What this task involves: Using the data below, count the lines that carry the string "Membership" and write only the count.

[Start of Attachment]

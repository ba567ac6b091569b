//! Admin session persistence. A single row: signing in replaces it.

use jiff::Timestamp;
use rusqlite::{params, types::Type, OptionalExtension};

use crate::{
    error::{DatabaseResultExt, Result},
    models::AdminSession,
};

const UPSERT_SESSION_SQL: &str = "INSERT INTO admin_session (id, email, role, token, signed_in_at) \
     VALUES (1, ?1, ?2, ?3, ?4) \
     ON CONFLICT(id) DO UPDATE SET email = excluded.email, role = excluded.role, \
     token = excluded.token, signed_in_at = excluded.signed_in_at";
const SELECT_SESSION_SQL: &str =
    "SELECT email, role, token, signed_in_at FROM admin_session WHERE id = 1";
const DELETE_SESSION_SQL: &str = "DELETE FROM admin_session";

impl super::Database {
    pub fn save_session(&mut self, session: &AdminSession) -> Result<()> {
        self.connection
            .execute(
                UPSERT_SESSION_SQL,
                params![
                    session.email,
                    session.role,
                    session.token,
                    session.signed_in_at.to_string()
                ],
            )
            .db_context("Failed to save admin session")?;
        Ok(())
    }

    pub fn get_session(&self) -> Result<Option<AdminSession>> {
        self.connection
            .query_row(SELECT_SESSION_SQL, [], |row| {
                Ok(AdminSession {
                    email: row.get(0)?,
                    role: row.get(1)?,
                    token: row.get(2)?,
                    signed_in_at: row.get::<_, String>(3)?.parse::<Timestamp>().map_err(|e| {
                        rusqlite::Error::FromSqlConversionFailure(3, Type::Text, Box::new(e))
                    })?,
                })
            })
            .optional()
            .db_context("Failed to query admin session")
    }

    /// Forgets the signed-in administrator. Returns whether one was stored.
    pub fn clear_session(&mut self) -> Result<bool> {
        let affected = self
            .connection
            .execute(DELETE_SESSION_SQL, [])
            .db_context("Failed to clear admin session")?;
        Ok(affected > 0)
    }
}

[End of Attachment]
[Start of Attachment]

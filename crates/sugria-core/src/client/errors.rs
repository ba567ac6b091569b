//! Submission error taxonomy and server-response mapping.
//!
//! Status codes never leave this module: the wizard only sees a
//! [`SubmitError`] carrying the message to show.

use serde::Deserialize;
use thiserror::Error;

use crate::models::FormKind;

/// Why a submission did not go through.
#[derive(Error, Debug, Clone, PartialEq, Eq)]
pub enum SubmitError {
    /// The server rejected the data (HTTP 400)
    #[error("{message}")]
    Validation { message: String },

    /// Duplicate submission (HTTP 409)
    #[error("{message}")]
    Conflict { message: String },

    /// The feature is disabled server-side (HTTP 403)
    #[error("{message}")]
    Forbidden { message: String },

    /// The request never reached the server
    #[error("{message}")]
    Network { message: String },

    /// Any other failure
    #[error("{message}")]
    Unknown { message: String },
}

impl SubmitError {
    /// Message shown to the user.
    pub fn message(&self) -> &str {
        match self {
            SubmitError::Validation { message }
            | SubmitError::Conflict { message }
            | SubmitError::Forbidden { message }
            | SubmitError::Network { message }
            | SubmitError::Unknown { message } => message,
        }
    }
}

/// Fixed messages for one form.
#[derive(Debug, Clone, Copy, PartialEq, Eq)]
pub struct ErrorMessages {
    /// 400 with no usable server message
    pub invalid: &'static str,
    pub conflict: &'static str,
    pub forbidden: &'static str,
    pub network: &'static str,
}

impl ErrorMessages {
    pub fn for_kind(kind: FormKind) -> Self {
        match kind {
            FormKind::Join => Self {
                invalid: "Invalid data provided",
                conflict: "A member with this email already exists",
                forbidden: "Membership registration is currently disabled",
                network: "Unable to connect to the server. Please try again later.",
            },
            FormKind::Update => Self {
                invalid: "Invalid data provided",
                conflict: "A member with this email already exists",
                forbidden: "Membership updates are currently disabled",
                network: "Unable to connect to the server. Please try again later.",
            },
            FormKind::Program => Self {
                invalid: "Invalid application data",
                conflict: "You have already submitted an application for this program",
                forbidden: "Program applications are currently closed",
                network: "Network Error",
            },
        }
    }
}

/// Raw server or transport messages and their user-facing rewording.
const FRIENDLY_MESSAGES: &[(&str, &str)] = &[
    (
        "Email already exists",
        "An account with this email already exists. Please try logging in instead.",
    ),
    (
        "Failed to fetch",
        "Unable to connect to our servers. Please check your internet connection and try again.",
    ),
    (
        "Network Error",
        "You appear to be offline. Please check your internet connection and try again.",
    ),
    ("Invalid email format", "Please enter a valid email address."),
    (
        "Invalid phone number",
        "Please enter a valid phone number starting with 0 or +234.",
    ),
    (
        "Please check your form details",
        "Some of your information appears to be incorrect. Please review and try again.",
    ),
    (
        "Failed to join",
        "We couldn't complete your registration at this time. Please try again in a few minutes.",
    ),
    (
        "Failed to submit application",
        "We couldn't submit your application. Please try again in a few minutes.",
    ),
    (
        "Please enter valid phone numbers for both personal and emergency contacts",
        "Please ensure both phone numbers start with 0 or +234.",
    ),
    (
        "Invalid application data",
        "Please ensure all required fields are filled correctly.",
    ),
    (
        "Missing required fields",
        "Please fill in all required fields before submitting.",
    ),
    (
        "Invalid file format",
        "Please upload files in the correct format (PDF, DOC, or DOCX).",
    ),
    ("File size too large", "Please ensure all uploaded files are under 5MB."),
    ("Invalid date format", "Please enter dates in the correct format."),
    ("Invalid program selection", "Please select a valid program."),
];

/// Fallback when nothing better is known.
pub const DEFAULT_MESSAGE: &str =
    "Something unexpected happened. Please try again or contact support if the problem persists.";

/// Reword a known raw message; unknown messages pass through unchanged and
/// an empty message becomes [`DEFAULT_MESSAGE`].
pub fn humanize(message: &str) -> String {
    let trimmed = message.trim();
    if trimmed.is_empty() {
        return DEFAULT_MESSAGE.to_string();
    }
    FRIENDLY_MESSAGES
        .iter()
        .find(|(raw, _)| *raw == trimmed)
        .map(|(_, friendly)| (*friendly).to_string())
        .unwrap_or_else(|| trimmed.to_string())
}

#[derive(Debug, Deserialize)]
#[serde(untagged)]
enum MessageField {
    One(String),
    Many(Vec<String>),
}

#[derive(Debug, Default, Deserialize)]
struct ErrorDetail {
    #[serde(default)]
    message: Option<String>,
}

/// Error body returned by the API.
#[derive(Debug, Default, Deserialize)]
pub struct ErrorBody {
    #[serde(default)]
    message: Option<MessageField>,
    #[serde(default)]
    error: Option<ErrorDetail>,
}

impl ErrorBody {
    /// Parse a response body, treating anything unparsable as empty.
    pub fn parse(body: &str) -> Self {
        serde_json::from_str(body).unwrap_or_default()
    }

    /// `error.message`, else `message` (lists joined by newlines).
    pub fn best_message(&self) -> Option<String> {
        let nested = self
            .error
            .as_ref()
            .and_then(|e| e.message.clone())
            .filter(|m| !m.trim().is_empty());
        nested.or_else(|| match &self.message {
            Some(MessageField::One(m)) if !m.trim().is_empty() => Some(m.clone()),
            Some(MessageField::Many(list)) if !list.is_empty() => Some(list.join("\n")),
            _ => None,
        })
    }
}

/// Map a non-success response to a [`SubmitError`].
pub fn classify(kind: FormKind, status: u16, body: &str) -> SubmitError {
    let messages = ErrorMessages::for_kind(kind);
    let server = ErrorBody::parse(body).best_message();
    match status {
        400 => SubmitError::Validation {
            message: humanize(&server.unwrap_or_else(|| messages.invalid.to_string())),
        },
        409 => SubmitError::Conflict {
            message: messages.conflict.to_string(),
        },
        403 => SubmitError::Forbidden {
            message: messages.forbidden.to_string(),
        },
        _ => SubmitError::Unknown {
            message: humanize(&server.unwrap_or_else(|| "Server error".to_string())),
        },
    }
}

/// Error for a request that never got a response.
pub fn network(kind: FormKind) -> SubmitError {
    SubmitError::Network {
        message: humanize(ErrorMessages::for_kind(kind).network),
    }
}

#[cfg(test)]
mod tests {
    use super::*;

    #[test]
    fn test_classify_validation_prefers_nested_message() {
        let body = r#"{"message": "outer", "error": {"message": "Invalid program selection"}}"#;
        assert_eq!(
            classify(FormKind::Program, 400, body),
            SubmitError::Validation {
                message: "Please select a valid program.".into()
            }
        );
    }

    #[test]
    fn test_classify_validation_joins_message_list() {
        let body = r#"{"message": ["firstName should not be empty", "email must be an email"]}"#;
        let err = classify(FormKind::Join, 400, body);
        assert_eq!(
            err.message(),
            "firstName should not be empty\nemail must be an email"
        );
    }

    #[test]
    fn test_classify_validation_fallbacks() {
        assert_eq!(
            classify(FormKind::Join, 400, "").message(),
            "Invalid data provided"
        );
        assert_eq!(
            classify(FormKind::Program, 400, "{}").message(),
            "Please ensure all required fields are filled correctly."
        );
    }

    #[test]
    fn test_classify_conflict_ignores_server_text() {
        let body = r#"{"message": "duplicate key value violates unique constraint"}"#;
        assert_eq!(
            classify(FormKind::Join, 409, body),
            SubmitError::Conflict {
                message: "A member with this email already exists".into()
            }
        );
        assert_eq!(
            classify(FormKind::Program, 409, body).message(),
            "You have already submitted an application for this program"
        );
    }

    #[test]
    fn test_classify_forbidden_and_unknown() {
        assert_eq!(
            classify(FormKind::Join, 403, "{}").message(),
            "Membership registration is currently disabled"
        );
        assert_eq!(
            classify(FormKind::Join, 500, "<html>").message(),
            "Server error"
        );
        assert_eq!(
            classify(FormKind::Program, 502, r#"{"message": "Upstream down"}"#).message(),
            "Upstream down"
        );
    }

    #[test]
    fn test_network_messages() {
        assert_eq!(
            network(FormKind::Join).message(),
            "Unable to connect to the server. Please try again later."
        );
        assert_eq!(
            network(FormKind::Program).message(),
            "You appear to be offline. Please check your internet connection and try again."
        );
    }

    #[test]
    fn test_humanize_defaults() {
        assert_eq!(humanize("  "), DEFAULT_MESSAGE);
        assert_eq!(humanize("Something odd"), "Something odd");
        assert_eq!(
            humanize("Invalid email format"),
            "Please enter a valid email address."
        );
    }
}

[End of Attachment]

Response to this exercise: 3